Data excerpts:
'''

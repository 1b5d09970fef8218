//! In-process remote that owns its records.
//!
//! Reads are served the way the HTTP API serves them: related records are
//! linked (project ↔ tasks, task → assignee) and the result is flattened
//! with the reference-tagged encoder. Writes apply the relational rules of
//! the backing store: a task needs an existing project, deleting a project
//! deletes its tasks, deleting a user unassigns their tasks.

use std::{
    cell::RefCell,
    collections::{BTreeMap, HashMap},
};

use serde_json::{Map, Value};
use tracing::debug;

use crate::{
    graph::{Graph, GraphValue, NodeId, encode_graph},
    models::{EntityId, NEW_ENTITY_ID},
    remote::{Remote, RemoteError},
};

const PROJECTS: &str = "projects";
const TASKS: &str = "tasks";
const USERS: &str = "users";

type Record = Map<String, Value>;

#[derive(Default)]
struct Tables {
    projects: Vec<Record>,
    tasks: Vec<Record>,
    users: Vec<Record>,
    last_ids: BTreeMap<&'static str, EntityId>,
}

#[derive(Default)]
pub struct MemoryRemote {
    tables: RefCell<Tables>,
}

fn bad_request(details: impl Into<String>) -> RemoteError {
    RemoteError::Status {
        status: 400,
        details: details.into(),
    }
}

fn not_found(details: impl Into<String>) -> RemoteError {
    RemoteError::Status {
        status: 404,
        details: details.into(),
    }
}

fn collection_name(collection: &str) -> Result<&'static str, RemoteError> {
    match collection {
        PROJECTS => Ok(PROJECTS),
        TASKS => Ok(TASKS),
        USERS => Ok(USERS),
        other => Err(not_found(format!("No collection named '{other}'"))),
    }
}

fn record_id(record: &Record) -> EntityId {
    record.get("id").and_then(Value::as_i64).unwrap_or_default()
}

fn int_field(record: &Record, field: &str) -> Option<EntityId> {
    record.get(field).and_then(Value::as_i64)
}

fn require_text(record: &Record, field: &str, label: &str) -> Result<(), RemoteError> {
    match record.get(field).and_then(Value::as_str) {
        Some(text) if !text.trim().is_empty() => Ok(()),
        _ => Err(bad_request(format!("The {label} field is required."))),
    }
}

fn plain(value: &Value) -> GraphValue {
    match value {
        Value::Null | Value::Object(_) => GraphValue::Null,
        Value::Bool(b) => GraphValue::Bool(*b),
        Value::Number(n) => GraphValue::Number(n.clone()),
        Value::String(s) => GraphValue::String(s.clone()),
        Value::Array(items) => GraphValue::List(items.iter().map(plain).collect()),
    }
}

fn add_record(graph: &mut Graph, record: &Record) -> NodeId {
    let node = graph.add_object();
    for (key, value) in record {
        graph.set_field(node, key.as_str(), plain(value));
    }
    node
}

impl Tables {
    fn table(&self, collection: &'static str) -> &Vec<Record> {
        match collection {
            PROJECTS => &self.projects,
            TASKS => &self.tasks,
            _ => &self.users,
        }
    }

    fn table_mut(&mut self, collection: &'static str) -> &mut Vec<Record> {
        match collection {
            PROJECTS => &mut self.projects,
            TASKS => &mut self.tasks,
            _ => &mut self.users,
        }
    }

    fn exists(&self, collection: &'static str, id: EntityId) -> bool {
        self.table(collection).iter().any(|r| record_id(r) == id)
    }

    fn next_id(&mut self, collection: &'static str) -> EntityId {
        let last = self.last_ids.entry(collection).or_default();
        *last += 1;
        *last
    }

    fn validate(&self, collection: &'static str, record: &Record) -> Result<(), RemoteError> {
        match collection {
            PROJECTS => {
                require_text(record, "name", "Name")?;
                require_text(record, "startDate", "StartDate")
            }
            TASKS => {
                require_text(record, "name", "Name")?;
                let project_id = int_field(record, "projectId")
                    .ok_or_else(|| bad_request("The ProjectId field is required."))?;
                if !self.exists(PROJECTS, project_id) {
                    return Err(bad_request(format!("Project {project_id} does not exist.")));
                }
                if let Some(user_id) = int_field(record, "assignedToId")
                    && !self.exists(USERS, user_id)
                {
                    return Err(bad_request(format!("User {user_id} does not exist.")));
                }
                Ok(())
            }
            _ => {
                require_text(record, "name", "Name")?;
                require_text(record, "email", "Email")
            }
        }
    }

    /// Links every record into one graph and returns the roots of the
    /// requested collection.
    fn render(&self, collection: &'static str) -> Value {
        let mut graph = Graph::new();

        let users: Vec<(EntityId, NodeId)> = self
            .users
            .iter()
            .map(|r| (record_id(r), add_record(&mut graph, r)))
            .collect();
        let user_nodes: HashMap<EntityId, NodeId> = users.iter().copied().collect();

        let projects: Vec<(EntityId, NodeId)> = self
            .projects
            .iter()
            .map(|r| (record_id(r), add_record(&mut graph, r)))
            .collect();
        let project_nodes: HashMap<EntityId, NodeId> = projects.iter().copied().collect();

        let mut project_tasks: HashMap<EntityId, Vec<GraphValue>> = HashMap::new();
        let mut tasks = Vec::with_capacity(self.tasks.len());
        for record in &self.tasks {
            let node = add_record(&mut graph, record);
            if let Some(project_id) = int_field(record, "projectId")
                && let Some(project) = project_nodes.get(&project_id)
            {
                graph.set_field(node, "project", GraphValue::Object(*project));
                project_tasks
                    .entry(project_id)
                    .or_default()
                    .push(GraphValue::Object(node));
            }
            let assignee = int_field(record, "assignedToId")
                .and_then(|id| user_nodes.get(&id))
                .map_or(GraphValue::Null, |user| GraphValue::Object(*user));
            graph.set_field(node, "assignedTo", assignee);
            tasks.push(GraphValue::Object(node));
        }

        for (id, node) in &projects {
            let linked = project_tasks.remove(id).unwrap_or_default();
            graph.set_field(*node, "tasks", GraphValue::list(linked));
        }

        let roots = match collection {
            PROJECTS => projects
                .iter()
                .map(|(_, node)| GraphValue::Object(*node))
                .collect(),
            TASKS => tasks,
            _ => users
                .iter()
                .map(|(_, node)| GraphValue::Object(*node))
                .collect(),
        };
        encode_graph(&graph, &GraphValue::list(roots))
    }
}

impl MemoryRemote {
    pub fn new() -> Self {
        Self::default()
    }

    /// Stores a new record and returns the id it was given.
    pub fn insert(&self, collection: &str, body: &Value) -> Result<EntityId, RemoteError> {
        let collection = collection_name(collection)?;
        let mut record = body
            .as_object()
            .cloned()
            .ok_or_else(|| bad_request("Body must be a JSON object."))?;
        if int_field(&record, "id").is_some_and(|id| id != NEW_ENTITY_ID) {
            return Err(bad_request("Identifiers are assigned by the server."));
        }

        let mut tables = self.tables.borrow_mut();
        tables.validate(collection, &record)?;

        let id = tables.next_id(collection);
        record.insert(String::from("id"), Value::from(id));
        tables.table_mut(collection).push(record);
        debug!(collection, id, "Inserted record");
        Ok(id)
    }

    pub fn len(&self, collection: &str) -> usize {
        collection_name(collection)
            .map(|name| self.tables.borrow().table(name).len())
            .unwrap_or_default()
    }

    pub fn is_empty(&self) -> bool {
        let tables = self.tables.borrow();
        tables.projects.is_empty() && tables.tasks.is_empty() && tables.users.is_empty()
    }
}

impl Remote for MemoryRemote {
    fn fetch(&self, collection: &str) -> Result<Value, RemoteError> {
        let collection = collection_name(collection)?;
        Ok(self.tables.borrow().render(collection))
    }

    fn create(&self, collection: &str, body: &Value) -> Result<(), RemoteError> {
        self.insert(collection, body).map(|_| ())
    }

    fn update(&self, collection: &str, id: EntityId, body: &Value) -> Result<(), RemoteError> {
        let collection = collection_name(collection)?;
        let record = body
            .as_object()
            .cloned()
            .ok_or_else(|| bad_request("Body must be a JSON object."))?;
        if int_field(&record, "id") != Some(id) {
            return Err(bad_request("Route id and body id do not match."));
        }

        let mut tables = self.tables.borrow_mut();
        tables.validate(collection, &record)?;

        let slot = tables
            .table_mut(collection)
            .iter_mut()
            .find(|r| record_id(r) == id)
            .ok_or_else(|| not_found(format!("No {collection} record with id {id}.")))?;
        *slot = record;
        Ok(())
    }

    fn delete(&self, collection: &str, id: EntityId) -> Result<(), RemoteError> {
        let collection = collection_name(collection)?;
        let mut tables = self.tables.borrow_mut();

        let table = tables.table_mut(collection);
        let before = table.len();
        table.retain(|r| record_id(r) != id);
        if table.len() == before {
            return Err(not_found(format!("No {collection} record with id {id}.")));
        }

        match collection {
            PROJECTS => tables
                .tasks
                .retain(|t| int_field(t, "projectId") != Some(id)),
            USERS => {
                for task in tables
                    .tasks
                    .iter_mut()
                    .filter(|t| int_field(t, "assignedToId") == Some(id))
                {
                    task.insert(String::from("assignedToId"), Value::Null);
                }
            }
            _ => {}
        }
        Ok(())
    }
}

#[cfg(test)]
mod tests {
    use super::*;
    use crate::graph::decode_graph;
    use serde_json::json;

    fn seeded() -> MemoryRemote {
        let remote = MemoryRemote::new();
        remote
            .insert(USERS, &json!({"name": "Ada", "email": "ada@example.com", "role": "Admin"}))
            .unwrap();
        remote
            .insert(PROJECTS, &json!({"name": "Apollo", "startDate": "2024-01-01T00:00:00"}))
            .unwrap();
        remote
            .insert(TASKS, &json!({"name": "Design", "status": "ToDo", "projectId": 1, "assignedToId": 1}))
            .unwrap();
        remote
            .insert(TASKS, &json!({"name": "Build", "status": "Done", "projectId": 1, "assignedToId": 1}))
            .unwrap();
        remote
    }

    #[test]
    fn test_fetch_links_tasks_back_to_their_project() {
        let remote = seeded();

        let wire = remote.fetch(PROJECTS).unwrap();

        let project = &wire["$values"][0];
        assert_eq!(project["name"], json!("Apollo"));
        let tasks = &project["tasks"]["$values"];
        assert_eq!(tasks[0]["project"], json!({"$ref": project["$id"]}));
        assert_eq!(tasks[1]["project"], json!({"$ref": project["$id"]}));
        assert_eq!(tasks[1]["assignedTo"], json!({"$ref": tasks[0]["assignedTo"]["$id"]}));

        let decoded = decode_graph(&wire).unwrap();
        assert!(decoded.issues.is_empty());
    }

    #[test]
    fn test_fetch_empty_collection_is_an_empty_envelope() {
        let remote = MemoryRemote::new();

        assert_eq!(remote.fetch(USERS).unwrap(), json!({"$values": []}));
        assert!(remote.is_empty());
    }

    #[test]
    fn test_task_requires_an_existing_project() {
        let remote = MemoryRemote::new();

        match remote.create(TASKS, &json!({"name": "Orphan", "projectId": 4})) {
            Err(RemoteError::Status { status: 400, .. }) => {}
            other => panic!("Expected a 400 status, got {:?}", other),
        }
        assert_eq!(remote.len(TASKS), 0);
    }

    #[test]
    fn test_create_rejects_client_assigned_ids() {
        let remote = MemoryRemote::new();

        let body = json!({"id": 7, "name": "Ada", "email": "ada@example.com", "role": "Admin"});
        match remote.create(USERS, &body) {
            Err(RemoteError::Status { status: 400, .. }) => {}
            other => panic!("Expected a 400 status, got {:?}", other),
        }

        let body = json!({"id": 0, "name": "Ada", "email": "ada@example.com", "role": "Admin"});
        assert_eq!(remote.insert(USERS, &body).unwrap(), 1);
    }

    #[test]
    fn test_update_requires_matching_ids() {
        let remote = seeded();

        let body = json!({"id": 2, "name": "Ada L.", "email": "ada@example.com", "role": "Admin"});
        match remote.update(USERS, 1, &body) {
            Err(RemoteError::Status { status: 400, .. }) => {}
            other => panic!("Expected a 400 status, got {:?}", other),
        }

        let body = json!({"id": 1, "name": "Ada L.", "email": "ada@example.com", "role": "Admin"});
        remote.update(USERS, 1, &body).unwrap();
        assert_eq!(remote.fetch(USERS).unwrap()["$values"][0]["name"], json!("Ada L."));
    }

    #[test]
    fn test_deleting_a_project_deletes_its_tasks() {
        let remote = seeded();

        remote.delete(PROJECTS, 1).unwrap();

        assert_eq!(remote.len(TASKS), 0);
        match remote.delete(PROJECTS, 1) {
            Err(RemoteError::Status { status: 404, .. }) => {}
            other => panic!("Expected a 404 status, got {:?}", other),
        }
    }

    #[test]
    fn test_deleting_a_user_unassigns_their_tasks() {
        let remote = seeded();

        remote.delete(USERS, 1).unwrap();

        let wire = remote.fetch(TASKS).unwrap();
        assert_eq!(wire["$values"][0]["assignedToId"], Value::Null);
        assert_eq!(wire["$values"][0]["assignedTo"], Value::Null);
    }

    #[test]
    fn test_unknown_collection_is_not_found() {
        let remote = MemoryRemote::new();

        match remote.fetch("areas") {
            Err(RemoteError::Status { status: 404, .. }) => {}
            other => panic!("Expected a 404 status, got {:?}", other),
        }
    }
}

'''

### EXERCISE AIM:
Look through the records and copy every line that has the word "plain".

### COMPLETED TASK:
fn plain(value: &Value) -> GraphValue {
        Value::Array(items) => GraphValue::List(items.iter().map(plain).collect()),
        graph.set_field(node, key.as_str(), plain(value));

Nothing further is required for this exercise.